今年度に入り、新たに3名の社外取締役が就任されました。異なるバックグラウンドを持つ方々がメンバーに加わったことから、これまでとは違った新鮮な議論やアイデアの提案に期待が高まっています。また、今般私は、指名・報酬諮問委員会の委員長を拝命しました。社外の人間である私に求められているのはステークホルダーの視点であると認識しており、報酬決定の客観性・透明性の担保に尽力するとともに、重要な審議事項の一つであるサクセッションプランについても内向きにならない議論を心がけ、委員会の運営を行ってまいります。

グローバル企業の経営経験に基づく積極的な意見発信を行い、スピード感のある経営をサポートします

社外取締役 佐久間 浩 の写真

私は三菱商事株式会社において、長年にわたりインフラ、電力、環境、再生可能エネルギーなどの事業に従事し、国内外で出資先や事業会社の経営にも深く携わってきました。これらの業務を通じて蓄えた経験と知見を活かし、独立した客観的立場からNGKグループの経営を監督し、助言を行っていきたいと考えています。

社外取締役として経営を監督していく上で、最も重要なのはコミュニケーションであり、執行側と監督側が本音で話し合える関係を築き、ボードメンバーがワンチームになることが理想です。そのような認識の下、NGKグループが受け継いできた文化や組織風土、事業を支える従業員についての理解に努め、それらを踏まえた上での積極的な意見発信を通して、執行側が機動的に動けるようサポートする役目を果たしたいと思います。

NGKグループについては、私が新入社員の時代から仕事を通じての接点があり、比類のないセラミック技術を核に、極めて堅実な経営を行っている伝統的な企業という印象を抱いてきました。会社の基盤となる技術を持っていることは何よりの強みであり、今後はそれをどう生かして新たな価値を創出するかが勝負です。これからのビジネスはマーケットインの発想が不可欠ですので、市場や顧客のニーズを起点に、技術と営業が一体となって新事業創出に取り組む「New Value 1000」は、非常に的を射た戦略だと思います。新事業の具体化は容易ではなく、時間がかかるかもしれません。しかし、NGKグループ全社員がチャレンジ精神を発揮し、一丸となり早期に一つでも二つでも成果を出し、さらなる飛躍を成し遂げてほしいと強く期待しています。

環境やインフラに深く関わるNGKグループは、明るく豊かな未来づくりのために大きな役割を担っています。そのような企業で仕事ができることにやりがいを感じており、NGKグループが継続的な企業価値向上を実現できるよう、全力で取り組んでまいります。

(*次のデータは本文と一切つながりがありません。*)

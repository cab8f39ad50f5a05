use std::path::Path;

use crate::error::Result;

/// Reads an undirected edge list from a header-less CSV file with one `a,b` pair per row.
///
/// Surrounding whitespace is ignored, rows starting with `#` are comments.
pub fn load_edge_list(path: impl AsRef<Path>) -> Result<Vec<(u32, u32)>> {
    let path = path.as_ref();
    let mut reader = csv::ReaderBuilder::new().has_headers(false).comment(Some(b'#')).trim(csv::Trim::All).from_path(path)?;

    let mut edges = Vec::new();
    for row in reader.deserialize::<(u32, u32)>() {
        edges.push(row?);
    }

    log::debug!("Loaded {} edge(s) from '{}'.", edges.len(), path.display());
    Ok(edges)
}
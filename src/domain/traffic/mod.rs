pub mod packet;
pub mod sap_class;
pub mod traffic_source;
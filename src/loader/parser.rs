use serde::de::DeserializeOwned;
use std::fs::File;
use std::io::BufReader;
use std::path::Path;

use crate::api::scenario_dto::ScenarioDto;
use crate::error::Result;

/// Deserializes the JSON document stored at `file_path`.
///
/// A missing or unreadable file yields `Error::IoError`, malformed JSON or a shape mismatch
/// `Error::DeserializationError`.
pub fn parse_json_file<T: DeserializeOwned>(file_path: impl AsRef<Path>) -> Result<T> {
    let reader = BufReader::new(File::open(file_path)?);
    Ok(serde_json::from_reader(reader)?)
}

pub fn parse_scenario_str(json: &str) -> Result<ScenarioDto> {
    Ok(serde_json::from_str(json)?)
}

製品開発技術者としての経験・視点を生かし、NGKグループビジョンの実現に向けて助言・サポートします

社外取締役 川上 紀子 の写真

私は、東京芝浦電気株式会社(現 株式会社東芝)および東芝三菱電機産業システム株式会社(現 株式会社TMEIC)において長年パワーエレクトロニクス分野の製品開発に携わり、電力系統や再生可能エネルギー利用等のインフラ設備に適用される大容量電力変換装置の開発・実用化を主導するなど、エネルギー・デジタル分野においてキャリアを重ねてきました。2018年には、これらの開発・実用化に対する貢献が評価され、米国電気電子学会(IEEE)よりフェローの称号をいただいております。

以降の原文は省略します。